In general, no major impacts of climate change on the production and distribution facilities of fossil fuels are likely, other than policies aimed at reducing GHG emissions from burning of fossil fuels. However, offshore exploration, production, and distribution facilities of oil and natural gas would be influenced by sea-level rise and extreme weather events such as cyclonic storms and associated surges that are likely to be exacerbated by climate change. Most power plants and oil refineries in Asia also are located along the coastlines to facilitate transportation and easy access to cooling water supply. Construction of seawalls will be needed to protect these facilities against sea-level rise (Mimura et al., 1998).
As reported in IPCC (1996), energy demand for heating, cooling, and agriculture activities can be influenced by climate change. Global warming would increase energy demand for cooling in the tropical Asia region and reduce energy demand for heating in boreal Asia. A similar pattern could be observed in temperate Asia, either in summer or winter. For agricultural activities, more energy would be needed for irrigation pumping during warmer weather as the soil becomes drier.
Tourism and outdoor recreational activities are likely to be disrupted in pattern by climate change. Global warming is expected to shorten the skiing season in many areas and affect the feasibility of some ski facilities (IPCC, 1998). Summer recreational activities in coastal recreational areas may be affected with the inundation of beaches. In Malaysia, for example, unprotected resorts located near the coastline would be lost through erosion; others that are not affected by erosion or inundation will cease to operate because of the loss of beaches (Teh, 1997). The increased frequency of forest fires because of drier conditions in Indonesia during the 1997 El Niño resulted in haze that affected the tourism industries of Indonesia, Singapore, and Malaysia (Schweithelm et al., 1999). Some wildlife reservation areas that are famous as tourist spots may lose their attraction because of the disappearance of flora and fauna in the changed ecosystems. For example, it has been suggested that the flowering dates of cherry blossoms in Japan and Korea could move 3-4 days earlier if air temperatures during March increase by 1°C (Seino et al., 1998). Extreme weather events in highland regions also would threaten rafting, mountain climbing, and other high-altitude tourism.
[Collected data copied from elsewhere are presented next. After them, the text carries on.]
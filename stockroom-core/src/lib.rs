pub mod identity;
pub mod repository;

pub use repository::{StoreError, StoreResult, TableRepository};

#[derive(Debug, thiserror::Error)]
pub enum CoreError {
    #[error("{0}")]
    NotFound(String),
    #[error(transparent)]
    Store(#[from] StoreError),
}

pub type CoreResult<T> = Result<T, CoreError>;
use serde::{Deserialize, Serialize};
use serde_json::json;

use crate::cells::Row;

pub const DEFAULT_ERROR_MESSAGE: &str = "No error message";
pub const DEFAULT_USER_ID: &str = "anonymous";

/// One row of the Logs table. Append-only, diagnostics only.
#[derive(Debug, Clone, Serialize, Deserialize, PartialEq, Eq)]
#[serde(rename_all = "camelCase")]
pub struct LogEntry {
    pub timestamp: String,
    pub action: String,
    pub error_message: String,
    pub data: String,
    pub user_agent: String,
    pub user_id: String,
}

impl LogEntry {
    pub fn to_row(&self) -> Row {
        vec![
            json!(self.timestamp),
            json!(self.action),
            json!(self.error_message),
            json!(self.data),
            json!(self.user_agent),
            json!(self.user_id),
        ]
    }
}
pub mod log_entry;
pub mod product;
pub mod transaction;

pub use log_entry::LogEntry;
pub use product::Product;
pub use transaction::{Transaction, TransactionType, UnknownTransactionType};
Transportation systems, including infrastructure and fuel, can be influenced directly and indirectly by climate change. A longer rainy season, melting of ice deposits, and sea-level rise could directly damage infrastructures such as roads, railways, runways, terminals, airports, and harbors, thereby disrupting transportation systems. Climate change would increase the inherent necessity for expansion of infrastructure and alter fuel consumption patterns. In Siberia, for instance, frozen rivers that currently are used as roads would require a shift to water transport or construction of permanent roads with shorter winters. As reported in IPCC (1996), similar impacts could be experienced from permafrost melting.